The Birth
In the early 2000s, while European brands dominated the exotic car market, a radical new contender emerged from the United States—the MT900. Designed and engineered by Rod Trenne, the MT900 was a bold vision: a street-legal supercar that borrowed directly from the racetrack. It wasn't about luxury or flash. It was about pure performance, extreme weight reduction, and obsessive engineering.
The Prototype: A Road Car with Racing DNA
The original MT900 prototype debuted in 2001 and stunned enthusiasts with its minimalist, performance-first design. Constructed with a carbon-fiber monocoque chassis and powered by a mid-mounted LS1 V8 engine sourced from the Corvette, the MT900 weighed just 2,400 pounds—several hundred pounds lighter than most supercars of the era.
This prototype wasn't a watered-down version of a race car. It was essentially a race car with license plates, designed to bring track performance to the street. With a 0–60 mph time of under 3.5 seconds and razor-sharp handling, it was ahead of its time in nearly every measurable way.
Early Street Versions and the Evolution
After the initial prototype, produced a handful of road cars—each one hand-built and highly bespoke. These early MT900s were rare, with production numbers rumored to be in the single digits, making them some of the most exclusive American supercars ever built.

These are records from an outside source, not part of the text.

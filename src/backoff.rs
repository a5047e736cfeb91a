//! Exponential backoff with jitter.
//!
//! One [`Backoff`] is kept per failure domain. The attempt counter lives
//! behind a lock so a single instance can be shared across tasks.

use std::time::Duration;

use parking_lot::Mutex;
use rand::Rng;

/// Fraction of the delay used as jitter in either direction.
const JITTER_FRACTION: f64 = 0.25;

/// Stateful exponential backoff calculator.
#[derive(Debug)]
pub struct Backoff {
    initial: Duration,
    max: Duration,
    multiplier: f64,
    attempt: Mutex<u32>,
}

impl Backoff {
    pub fn new(initial: Duration, max: Duration, multiplier: f64) -> Self {
        Self {
            initial,
            max: max.max(initial),
            multiplier: if multiplier.is_finite() && multiplier >= 1.0 { multiplier } else { 1.0 },
            attempt: Mutex::new(0),
        }
    }

    /// Advance the attempt counter and return the jittered delay for it.
    pub fn next(&self) -> Duration {
        let attempt = {
            let mut attempt = self.attempt.lock();
            *attempt = attempt.saturating_add(1);
            *attempt
        };

        let base = self.base_delay(attempt).as_secs_f64();
        let jitter = base * JITTER_FRACTION * rand::thread_rng().gen_range(-1.0..=1.0);
        let delay = (base + jitter).max(self.initial.as_secs_f64());

        Duration::from_secs_f64(delay)
    }

    /// Un-jittered delay for a 1-based attempt number.
    pub fn base_delay(&self, attempt: u32) -> Duration {
        let exponent = attempt.saturating_sub(1).min(i32::MAX as u32) as i32;
        let delay = self.initial.as_secs_f64() * self.multiplier.powi(exponent);

        if !delay.is_finite() || delay >= self.max.as_secs_f64() {
            self.max
        } else {
            Duration::from_secs_f64(delay)
        }
    }

    pub fn reset(&self) {
        *self.attempt.lock() = 0;
    }

    pub fn attempt(&self) -> u32 {
        *self.attempt.lock()
    }

    pub fn initial(&self) -> Duration {
        self.initial
    }
}

#[cfg(test)]
mod tests {
    use super::*;

    fn standard() -> Backoff {
        Backoff::new(Duration::from_secs(1), Duration::from_secs(60), 2.0)
    }

    #[test]
    fn test_base_delays_double_then_cap() {
        let backoff = standard();
        let bases: Vec<u64> = (1..=10).map(|a| backoff.base_delay(a).as_secs()).collect();
        assert_eq!(bases, vec![1, 2, 4, 8, 16, 32, 60, 60, 60, 60]);
    }

    #[test]
    fn test_jittered_delay_stays_in_bounds() {
        let backoff = standard();
        for attempt in 1..=10 {
            let delay = backoff.next().as_secs_f64();
            let base = backoff.base_delay(attempt).as_secs_f64();
            assert!(delay >= base * 0.75 - 1e-9, "attempt {attempt}: {delay} < {base}*0.75");
            assert!(delay <= base * 1.25 + 1e-9, "attempt {attempt}: {delay} > {base}*1.25");
            assert!(delay >= 1.0);
        }
        assert_eq!(backoff.attempt(), 10);
    }

    #[test]
    fn test_reset_returns_to_first_attempt() {
        let backoff = standard();
        for _ in 0..5 {
            backoff.next();
        }
        backoff.reset();
        assert_eq!(backoff.attempt(), 0);

        let delay = backoff.next();
        assert!(delay >= Duration::from_secs(1));
        assert!(delay <= Duration::from_millis(1250));
    }

    #[test]
    fn test_huge_attempt_does_not_overflow() {
        let backoff = standard();
        assert_eq!(backoff.base_delay(u32::MAX), Duration::from_secs(60));
    }

    #[test]
    fn test_shared_across_threads() {
        let backoff = std::sync::Arc::new(standard());
        let handles: Vec<_> = (0..4)
            .map(|_| {
                let b = backoff.clone();
                std::thread::spawn(move || {
                    for _ in 0..25 {
                        b.next();
                    }
                })
            })
            .collect();
        for h in handles {
            h.join().unwrap();
        }
        assert_eq!(backoff.attempt(), 100);
    }
}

The first models were dubbed MT900S, where "S" stood for street. These versions retained the car's ultra-lightweight ethos but introduced slightly more creature comforts, such as a finished interior, improved climate controls, and minor aerodynamic revisions. Despite these changes, the MT900S still felt like a thoroughbred—no power steering, no traction control, no nonsense. Just a raw, visceral driving experience.
In 2006, the MT900S set a record at Laguna Seca, outpacing cars from Ferrari and Porsche in independent testing, proving that this small American company had built something truly world-class.
Today, with the rebirth of the Trenne MT900, that same spirit lives on—modernized but true to its roots. A machine born on the racetrack, engineered for the street, and built for those who understand what a real driver's car should be.